§ **Your assignment**: Beginning with the line below that contains "filename crates/pc-05-mempool/src/domain/value_objects.rs" and ending with the line that contains "first among equals.", copy every line exactly. Copy nothing else.

*** Data for the task ***

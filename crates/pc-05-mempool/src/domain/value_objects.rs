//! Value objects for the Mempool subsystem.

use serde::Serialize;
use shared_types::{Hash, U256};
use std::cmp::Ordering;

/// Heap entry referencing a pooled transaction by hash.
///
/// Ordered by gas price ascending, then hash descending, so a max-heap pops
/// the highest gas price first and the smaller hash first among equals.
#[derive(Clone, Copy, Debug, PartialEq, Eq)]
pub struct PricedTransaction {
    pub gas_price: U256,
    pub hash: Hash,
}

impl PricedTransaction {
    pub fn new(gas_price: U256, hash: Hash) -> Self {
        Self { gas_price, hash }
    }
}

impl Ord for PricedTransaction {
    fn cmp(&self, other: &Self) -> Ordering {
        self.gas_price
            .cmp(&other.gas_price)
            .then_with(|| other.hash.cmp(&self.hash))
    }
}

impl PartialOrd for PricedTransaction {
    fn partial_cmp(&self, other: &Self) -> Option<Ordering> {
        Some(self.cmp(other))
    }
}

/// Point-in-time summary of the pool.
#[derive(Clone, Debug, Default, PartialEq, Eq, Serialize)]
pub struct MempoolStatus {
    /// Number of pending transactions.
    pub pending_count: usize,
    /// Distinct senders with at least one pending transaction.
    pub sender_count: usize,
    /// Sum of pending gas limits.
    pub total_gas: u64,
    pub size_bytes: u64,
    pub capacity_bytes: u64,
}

*** End of Data for the task ***
*** Data for the task ***

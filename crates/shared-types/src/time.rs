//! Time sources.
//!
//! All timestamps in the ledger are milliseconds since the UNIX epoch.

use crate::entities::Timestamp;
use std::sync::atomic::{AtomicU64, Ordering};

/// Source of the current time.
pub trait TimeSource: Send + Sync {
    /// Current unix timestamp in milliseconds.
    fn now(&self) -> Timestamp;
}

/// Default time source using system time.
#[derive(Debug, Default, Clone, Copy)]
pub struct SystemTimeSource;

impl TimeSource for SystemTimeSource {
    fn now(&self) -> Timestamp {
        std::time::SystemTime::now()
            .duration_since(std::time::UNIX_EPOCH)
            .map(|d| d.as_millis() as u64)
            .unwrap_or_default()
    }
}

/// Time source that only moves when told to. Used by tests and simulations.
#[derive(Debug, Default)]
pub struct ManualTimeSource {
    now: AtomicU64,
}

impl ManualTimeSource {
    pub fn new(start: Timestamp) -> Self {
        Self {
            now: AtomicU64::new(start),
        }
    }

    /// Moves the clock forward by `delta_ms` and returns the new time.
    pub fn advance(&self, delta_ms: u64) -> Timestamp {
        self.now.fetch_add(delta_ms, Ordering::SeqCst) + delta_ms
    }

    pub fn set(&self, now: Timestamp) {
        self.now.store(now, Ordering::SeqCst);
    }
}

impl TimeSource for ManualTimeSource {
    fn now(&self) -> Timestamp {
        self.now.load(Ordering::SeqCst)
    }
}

*** End of Data for the task ***
*** Data for the task ***

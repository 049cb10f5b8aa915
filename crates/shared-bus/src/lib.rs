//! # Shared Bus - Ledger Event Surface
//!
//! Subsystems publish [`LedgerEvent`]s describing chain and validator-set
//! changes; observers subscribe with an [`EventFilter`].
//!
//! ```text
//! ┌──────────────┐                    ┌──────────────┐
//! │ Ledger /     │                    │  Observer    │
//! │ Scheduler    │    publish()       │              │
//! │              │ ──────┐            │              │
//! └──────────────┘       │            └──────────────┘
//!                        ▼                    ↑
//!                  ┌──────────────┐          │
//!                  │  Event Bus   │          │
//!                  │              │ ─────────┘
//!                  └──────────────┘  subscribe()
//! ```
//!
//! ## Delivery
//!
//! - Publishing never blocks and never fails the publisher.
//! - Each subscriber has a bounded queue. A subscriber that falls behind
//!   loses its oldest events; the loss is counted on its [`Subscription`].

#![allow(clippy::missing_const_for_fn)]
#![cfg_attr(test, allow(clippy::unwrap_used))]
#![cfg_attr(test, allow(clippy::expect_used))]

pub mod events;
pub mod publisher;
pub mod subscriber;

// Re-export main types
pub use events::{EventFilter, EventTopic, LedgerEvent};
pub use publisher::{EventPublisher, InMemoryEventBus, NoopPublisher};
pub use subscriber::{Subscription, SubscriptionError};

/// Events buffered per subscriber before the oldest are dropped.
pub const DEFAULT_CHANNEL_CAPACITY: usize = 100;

*** End of Data for the task ***

§ **Response to this exercise**:
filename crates/pc-05-mempool/src/domain/value_objects.rs
//! Value objects for the Mempool subsystem.

use serde::Serialize;
use shared_types::{Hash, U256};
use std::cmp::Ordering;

/// Heap entry referencing a pooled transaction by hash.
///
/// Ordered by gas price ascending, then hash descending, so a max-heap pops
/// the highest gas price first and the smaller hash first among equals.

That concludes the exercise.